Which brings me to the point of today's sermon. While driving around our small town I've seen signs by the side of the road for free items. Some of these have included...

Free Manure
Free Puppies
Free Lumber
Free Baby chicks
Free Firewood
Free Rocks

...among many other things. In these cases I always ponder "Hmmm, a free truck tire. How can I put that to good use?" or "there's a free toilet seat...should I replace the one we already have?"

Here's where the reality ("I don't need it") meets the  rationale ("but it's free.")

Recently I faced a dilemma of massive proportions. Our downtown merchants were giving free tattoos to anyone over age 18. This was to celebrate the start of the Race To Alaska (R2AK) for those in the know. Yes, one could receive an R2AK tattoo free of charge. Admittedly, the logo is pretty cool:








Please be sure that I'm not a fan of tattoos - but they're free. I hate pain - but they're free. My friends would laugh at me - but they're free. The wife would never look at me the same - but they're free.

After much ponderance including selecting the spot on my aged body upon which said tattoo would be inscribed, I decided against taking advantage of this free offer.

While driving home that evening I experienced a case of cheapskate's remorse and decided that next year I would take advantage of the offer and will have the R2AK logo tattooed on my right shoulder blade.

But only if they're still free.


Readers, enjoy your day.


For more information about Race to Alaska visit https://r2ak.com/

Wednesday, March 22, 2017

THREE WEEKS OF HELL

Dovetailing on my previous sermon about Home Improvement, I'm now 3 weeks into installing a new shower in our house. The demolition was a breeze. Of course, that's the fun stuff - hand a chimpanzee a sledge hammer and stand back. Twelve hours later and you're ready to start the construction.

I won't bore both of my readers with the specifics of the construction phase. It's more boring than listening to how Oprah lost 43 pounds (for the 43rd time).

What I WOULD like to tell you is the result of the construction. No, the construction is nothing to shout about. In fact, it looks a lot like if I had taken the sledge hammer away from the chimpanzee who did the demo and handed him 600 3"x6" subway tiles and said "go for it".

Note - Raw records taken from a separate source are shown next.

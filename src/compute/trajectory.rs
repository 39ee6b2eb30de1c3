//! Trajectory construction and error metrics
//!
//! Estimated poses are relative motions: the running position starts at the
//! origin and each valid translation is added to it. A frame without a usable
//! pose keeps the previous position and is flagged `has_pose_estimate: false`,
//! so every frame still appears on the path.

use std::cmp::Ordering;

use tracing::debug;

use crate::experiment::{ErrorStats, FrameResult, TrajectoryData, TrajectoryPoint};

/// Builds a [`TrajectoryData`] from raw frame results.
#[derive(Debug, Clone, Copy, Default)]
pub struct TrajectoryBuilder {
    include_reference: bool,
}

impl TrajectoryBuilder {
    /// Builder without a reference line.
    #[must_use]
    pub const fn new() -> Self {
        Self {
            include_reference: false,
        }
    }

    /// Synthesize a straight reference line when there is no ground truth.
    #[must_use]
    pub const fn include_reference(mut self, include: bool) -> Self {
        self.include_reference = include;
        self
    }

    /// Build the full-resolution trajectory.
    ///
    /// Returns `None` when no frame carries a usable pose estimate.
    #[must_use]
    pub fn build(&self, frames: &[FrameResult]) -> Option<TrajectoryData> {
        let mut ordered: Vec<&FrameResult> = frames.iter().collect();
        ordered.sort_by_key(|f| f.frame_id);

        let mut position = [0.0f64; 3];
        let mut points = Vec::with_capacity(ordered.len());
        let mut ground_truth = Vec::new();
        let mut estimated = 0usize;

        for frame in ordered {
            let t = frame.time();
            let step = frame.estimated_pose.as_ref().and_then(|pose| {
                let valid = pose.position();
                if valid.is_none() {
                    debug!(frame_id = frame.frame_id, "malformed estimated pose, carrying position forward");
                }
                valid
            });

            if let Some(delta) = step {
                for (axis, d) in position.iter_mut().zip(delta) {
                    *axis += d;
                }
                estimated += 1;
            }
            let mut point = TrajectoryPoint::new(frame.frame_id, t, position);
            point.has_pose_estimate = step.is_some();
            points.push(point);

            if let Some(gt) = frame.ground_truth_pose.as_ref().and_then(|p| p.position()) {
                ground_truth.push(TrajectoryPoint::new(frame.frame_id, t, gt));
            }
        }

        if estimated == 0 {
            return None;
        }

        let data = TrajectoryData::new(points, ground_truth);
        Some(if self.include_reference {
            data.with_reference_line()
        } else {
            data
        })
    }
}

/// Piecewise Euclidean length of a path.
#[must_use]
pub fn path_length(points: &[TrajectoryPoint]) -> f64 {
    points.windows(2).map(|w| w[0].distance(&w[1])).sum()
}

/// Absolute trajectory error: distance from every estimated point to the
/// ground truth point nearest in time. All zero without ground truth.
#[must_use]
pub fn absolute_trajectory_error(
    points: &[TrajectoryPoint],
    ground_truth: &[TrajectoryPoint],
) -> ErrorStats {
    let Some(index) = TimeIndex::new(ground_truth) else {
        return ErrorStats::default();
    };
    let errors: Vec<f64> = points
        .iter()
        .map(|p| p.distance(index.nearest(p.timestamp)))
        .collect();
    ErrorStats::from_samples(&errors)
}

/// Relative pose error: for each pair of consecutive estimated points, the
/// norm of (estimated displacement - matched ground truth displacement).
/// All zero without ground truth or with fewer than two points.
#[must_use]
pub fn relative_pose_error(
    points: &[TrajectoryPoint],
    ground_truth: &[TrajectoryPoint],
) -> ErrorStats {
    let Some(index) = TimeIndex::new(ground_truth) else {
        return ErrorStats::default();
    };
    let errors: Vec<f64> = points
        .windows(2)
        .map(|w| {
            let g0 = index.nearest(w[0].timestamp);
            let g1 = index.nearest(w[1].timestamp);
            let est = sub(w[1].position(), w[0].position());
            let gt = sub(g1.position(), g0.position());
            norm(sub(est, gt))
        })
        .collect();
    ErrorStats::from_samples(&errors)
}

fn sub(a: [f64; 3], b: [f64; 3]) -> [f64; 3] {
    [a[0] - b[0], a[1] - b[1], a[2] - b[2]]
}

fn norm(v: [f64; 3]) -> f64 {
    (v[0] * v[0] + v[1] * v[1] + v[2] * v[2]).sqrt()
}

/// Ground truth sorted by timestamp for nearest-time lookups.
struct TimeIndex<'a> {
    sorted: Vec<&'a TrajectoryPoint>,
}

impl<'a> TimeIndex<'a> {
    fn new(points: &'a [TrajectoryPoint]) -> Option<Self> {
        if points.is_empty() {
            return None;
        }
        let mut sorted: Vec<&TrajectoryPoint> = points.iter().collect();
        sorted.sort_by(|a, b| a.timestamp.total_cmp(&b.timestamp));
        Some(Self { sorted })
    }

    /// Point with the closest timestamp; the earlier one wins a tie.
    fn nearest(&self, t: f64) -> &'a TrajectoryPoint {
        let idx = self
            .sorted
            .binary_search_by(|p| p.timestamp.partial_cmp(&t).unwrap_or(Ordering::Less))
            .unwrap_or_else(|insert| insert);
        if idx == 0 {
            return self.sorted[0];
        }
        if idx >= self.sorted.len() {
            return self.sorted[self.sorted.len() - 1];
        }
        let before = self.sorted[idx - 1];
        let after = self.sorted[idx];
        if (t - before.timestamp).abs() <= (after.timestamp - t).abs() {
            before
        } else {
            after
        }
    }
}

Instead, I'd like to focus on the ULTIMATE result of the construction. At the end of each day of the project, I'd drag my aging body down the stairs to the arms of my loving wife. Each day I looked progressively more like a survivor of Navy Seals "hell week".

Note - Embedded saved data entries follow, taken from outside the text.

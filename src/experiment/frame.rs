//! Frame Result - one processed frame, as produced by the pipeline

use serde::{Deserialize, Serialize};

const fn default_true() -> bool {
    true
}

/// Score of one accepted match and whether RANSAC kept it as an inlier.
#[derive(Debug, Clone, Copy, PartialEq, Serialize, Deserialize)]
pub struct MatchScore {
    /// Match confidence; higher is better.
    pub score: f64,
    /// RANSAC inlier flag, the label for PR curves.
    #[serde(default)]
    pub is_inlier: bool,
}

impl MatchScore {
    /// Create a match score.
    #[must_use]
    pub const fn new(score: f64, is_inlier: bool) -> Self {
        Self { score, is_inlier }
    }
}

/// A pose as reported by the pipeline.
///
/// Only the translation is used here. It is kept as a plain vector because
/// producers are not trusted to send exactly three finite numbers.
#[derive(Debug, Clone, PartialEq, Serialize, Deserialize)]
pub struct Pose {
    /// Translation components (x, y, z).
    pub translation: Vec<f64>,
    /// Rotation as sent by the producer (matrix or quaternion), passed through.
    #[serde(default, skip_serializing_if = "Option::is_none")]
    pub rotation: Option<Vec<f64>>,
}

impl Pose {
    /// Pose with only a translation.
    #[must_use]
    pub fn from_translation(translation: [f64; 3]) -> Self {
        Self {
            translation: translation.to_vec(),
            rotation: None,
        }
    }

    /// The translation, if it has exactly three finite components.
    #[must_use]
    pub fn position(&self) -> Option<[f64; 3]> {
        match self.translation.as_slice() {
            [x, y, z] if x.is_finite() && y.is_finite() && z.is_finite() => Some([*x, *y, *z]),
            _ => None,
        }
    }
}

/// Result of processing one frame.
///
/// `estimated_pose` is the motion since the previous frame; `ground_truth_pose`
/// is an absolute position. Fields this crate does not interpret are kept in
/// `extra` so they survive a store round trip.
#[derive(Debug, Clone, PartialEq, Serialize, Deserialize)]
pub struct FrameResult {
    /// Frame index, unique within an algorithm run.
    pub frame_id: u64,
    /// Capture time in seconds, when the sequence provides one.
    #[serde(default, skip_serializing_if = "Option::is_none")]
    pub timestamp: Option<f64>,
    /// Whether the pipeline produced a usable result.
    #[serde(default = "default_true")]
    pub success: bool,
    /// Detected keypoints.
    #[serde(default)]
    pub num_keypoints: usize,
    /// Accepted matches.
    #[serde(default)]
    pub num_matches: usize,
    /// RANSAC inliers.
    #[serde(default)]
    pub num_inliers: usize,
    /// Wall time spent on the frame.
    #[serde(default)]
    pub processing_time_ms: f64,
    /// Per-match scores and inlier flags.
    #[serde(default)]
    pub matches: Vec<MatchScore>,
    /// Relative motion estimate.
    #[serde(default, skip_serializing_if = "Option::is_none")]
    pub estimated_pose: Option<Pose>,
    /// Absolute ground truth position.
    #[serde(default, skip_serializing_if = "Option::is_none")]
    pub ground_truth_pose: Option<Pose>,
    /// Producer fields not modelled here.
    #[serde(flatten)]
    pub extra: serde_json::Map<String, serde_json::Value>,
}

impl FrameResult {
    /// Successful frame with no matches or poses.
    #[must_use]
    pub fn new(frame_id: u64) -> Self {
        Self {
            frame_id,
            timestamp: None,
            success: true,
            num_keypoints: 0,
            num_matches: 0,
            num_inliers: 0,
            processing_time_ms: 0.0,
            matches: Vec::new(),
            estimated_pose: None,
            ground_truth_pose: None,
            extra: serde_json::Map::new(),
        }
    }

    /// Set the capture timestamp.
    #[must_use]
    pub const fn with_timestamp(mut self, timestamp: f64) -> Self {
        self.timestamp = Some(timestamp);
        self
    }

    /// Set the matches, updating the match and inlier counts.
    #[must_use]
    pub fn with_matches(mut self, matches: Vec<MatchScore>) -> Self {
        self.num_matches = matches.len();
        self.num_inliers = matches.iter().filter(|m| m.is_inlier).count();
        self.matches = matches;
        self
    }

    /// Set the relative motion estimate.
    #[must_use]
    pub fn with_estimated_translation(mut self, translation: [f64; 3]) -> Self {
        self.estimated_pose = Some(Pose::from_translation(translation));
        self
    }

    /// Set the absolute ground truth position.
    #[must_use]
    pub fn with_ground_truth_translation(mut self, translation: [f64; 3]) -> Self {
        self.ground_truth_pose = Some(Pose::from_translation(translation));
        self
    }

    /// Mark the frame as failed.
    #[must_use]
    pub const fn failed(mut self) -> Self {
        self.success = false;
        self
    }

    /// Time used to place this frame on a trajectory.
    #[must_use]
    #[allow(clippy::cast_precision_loss)]
    pub fn time(&self) -> f64 {
        self.timestamp
            .filter(|t| t.is_finite())
            .unwrap_or(self.frame_id as f64)
    }
}

/// How an algorithm run's frames are laid out on disk.
#[derive(Debug, Clone, Copy, PartialEq, Eq)]
pub enum FrameLayout {
    /// No frames stored.
    Missing,
    /// Legacy single record at `frames/{alg}`.
    Batch,
    /// One record per frame at `frames/{alg}/{frame_id:06}`.
    Individual,
}

#[cfg(test)]
mod tests {
    use super::*;

    #[test]
    fn test_pose_position_requires_three_finite_values() {
        assert_eq!(Pose::from_translation([1.0, 2.0, 3.0]).position(), Some([1.0, 2.0, 3.0]));
        let short = Pose {
            translation: vec![1.0, 2.0],
            rotation: None,
        };
        assert_eq!(short.position(), None);
        let nan = Pose {
            translation: vec![1.0, f64::NAN, 0.0],
            rotation: None,
        };
        assert_eq!(nan.position(), None);
    }

    #[test]
    fn test_with_matches_updates_counts() {
        let frame = FrameResult::new(3).with_matches(vec![
            MatchScore::new(0.9, true),
            MatchScore::new(0.4, false),
            MatchScore::new(0.7, true),
        ]);
        assert_eq!(frame.num_matches, 3);
        assert_eq!(frame.num_inliers, 2);
    }

    #[test]
    fn test_unknown_fields_survive_roundtrip() {
        let json = serde_json::json!({
            "frame_id": 7,
            "timestamp": 0.7,
            "matches": [{"score": 0.5, "is_inlier": true}],
            "homography": [[1, 0, 0], [0, 1, 0], [0, 0, 1]]
        });
        let frame: FrameResult = serde_json::from_value(json).unwrap();
        assert!(frame.success);
        assert!(frame.extra.contains_key("homography"));

        let back = serde_json::to_value(&frame).unwrap();
        assert_eq!(back["homography"][1][1], 1);
        assert_eq!(back["frame_id"], 7);
    }

    #[test]
    fn test_time_falls_back_to_frame_id() {
        assert!((FrameResult::new(12).time() - 12.0).abs() < f64::EPSILON);
        assert!((FrameResult::new(12).with_timestamp(1.5).time() - 1.5).abs() < f64::EPSILON);
    }
}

Today, the wife (upon seeing me at the end of the day looking like death itself) felt sorry for me and proclaimed: "This is it! This will be the LAST project you are going to do this year! Now, sit down and let me bring you a glass of beer."

So, to all you guys out there whose wives have projects for them lined up for the next 12 months, just do ONE big project and look miserable at the end of each day.

It works. Trust me.

Readers, enjoy your day.

Tuesday, February 21, 2017

HOME IMPROVEMENT

I've always enjoyed the challenge of taking on jobs with which I have no experience and about which I know nothing. Hmmm, maybe I should run for President...but I digress.

My latest challenge is a bathroom shower demolition and renovation. To this end I have crammed a lifetime of new knowledge into but a few short weeks. My source of this knowledge is that wonderful fountain of wisdom known as YouTube.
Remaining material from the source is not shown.